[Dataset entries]
=== Section Start ===

//! Auth service.

use async_trait::async_trait;
use mockall::automock;
use sha2::{Digest, Sha256};

use crate::auth::{
    AuthScheme, AuthServiceError, Principal, Secret, TokenSettings, token::verify_token,
};

/// The single user allowed to authenticate with HTTP Basic.
#[derive(Debug, Clone)]
pub struct BasicUser {
    pub username: String,
    pub password: Secret,
}

/// Authenticates against one configured user and HS256 bearer tokens.
#[derive(Debug, Clone)]
pub struct ConfiguredAuthService {
    username_digest: [u8; 32],
    password_digest: [u8; 32],
    username: String,
    tokens: TokenSettings,
}

impl ConfiguredAuthService {
    #[must_use]
    pub fn new(user: &BasicUser, tokens: TokenSettings) -> Self {
        Self {
            username_digest: digest(&user.username),
            password_digest: digest(user.password.expose()),
            username: user.username.clone(),
            tokens,
        }
    }
}

fn digest(value: &str) -> [u8; 32] {
    Sha256::digest(value.as_bytes()).into()
}

#[async_trait]
impl AuthService for ConfiguredAuthService {
    async fn authenticate_basic(
        &self,
        username: &str,
        password: &str,
    ) -> Result<Principal, AuthServiceError> {
        let username_matches = digest(username) == self.username_digest;
        let password_matches = digest(password) == self.password_digest;

        if !(username_matches && password_matches) {
            return Err(AuthServiceError::InvalidCredentials);
        }

        Ok(Principal {
            subject: self.username.clone(),
            scheme: AuthScheme::Basic,
        })
    }

    async fn authenticate_bearer(&self, token: &str) -> Result<Principal, AuthServiceError> {
        let claims = verify_token(&self.tokens, token)?;

        Ok(Principal {
            subject: claims.sub,
            scheme: AuthScheme::Bearer,
        })
    }
}

#[automock]
#[async_trait]
pub trait AuthService: Send + Sync {
    /// Check a Basic user name and password.
    async fn authenticate_basic(
        &self,
        username: &str,
        password: &str,
    ) -> Result<Principal, AuthServiceError>;

    /// Check a bearer token.
    async fn authenticate_bearer(&self, token: &str) -> Result<Principal, AuthServiceError>;
}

=== Section End ===

When you answer, set down the entries above precisely as they read.

//! Auth service.

use async_trait::async_trait;
use mockall::automock;
use sha2::{Digest, Sha256};

use crate::auth::{
    AuthScheme, AuthServiceError, Principal, Secret, TokenSettings, token::verify_token,
};

/// The single user allowed to authenticate with HTTP Basic.
#[derive(Debug, Clone)]
pub struct BasicUser {
    pub username: String,
    pub password: Secret,
}

/// Authenticates against one configured user and HS256 bearer tokens.
#[derive(Debug, Clone)]
pub struct ConfiguredAuthService {
    username_digest: [u8; 32],
    password_digest: [u8; 32],
    username: String,
    tokens: TokenSettings,
}

impl ConfiguredAuthService {
    #[must_use]
    pub fn new(user: &BasicUser, tokens: TokenSettings) -> Self {
        Self {
            username_digest: digest(&user.username),
            password_digest: digest(user.password.expose()),
            username: user.username.clone(),
            tokens,
        }
    }
}

fn digest(value: &str) -> [u8; 32] {
    Sha256::digest(value.as_bytes()).into()
}

#[async_trait]
impl AuthService for ConfiguredAuthService {
    async fn authenticate_basic(
        &self,
        username: &str,
        password: &str,
    ) -> Result<Principal, AuthServiceError> {
        let username_matches = digest(username) == self.username_digest;
        let password_matches = digest(password) == self.password_digest;

        if !(username_matches && password_matches) {
            return Err(AuthServiceError::InvalidCredentials);
        }

        Ok(Principal {
            subject: self.username.clone(),
            scheme: AuthScheme::Basic,
        })
    }

    async fn authenticate_bearer(&self, token: &str) -> Result<Principal, AuthServiceError> {
        let claims = verify_token(&self.tokens, token)?;

        Ok(Principal {
            subject: claims.sub,
            scheme: AuthScheme::Bearer,
        })
    }
}

#[automock]
#[async_trait]
pub trait AuthService: Send + Sync {
    /// Check a Basic user name and password.
    async fn authenticate_basic(
        &self,
        username: &str,
        password: &str,
    ) -> Result<Principal, AuthServiceError>;

    /// Check a bearer token.
    async fn authenticate_bearer(&self, token: &str) -> Result<Principal, AuthServiceError>;
}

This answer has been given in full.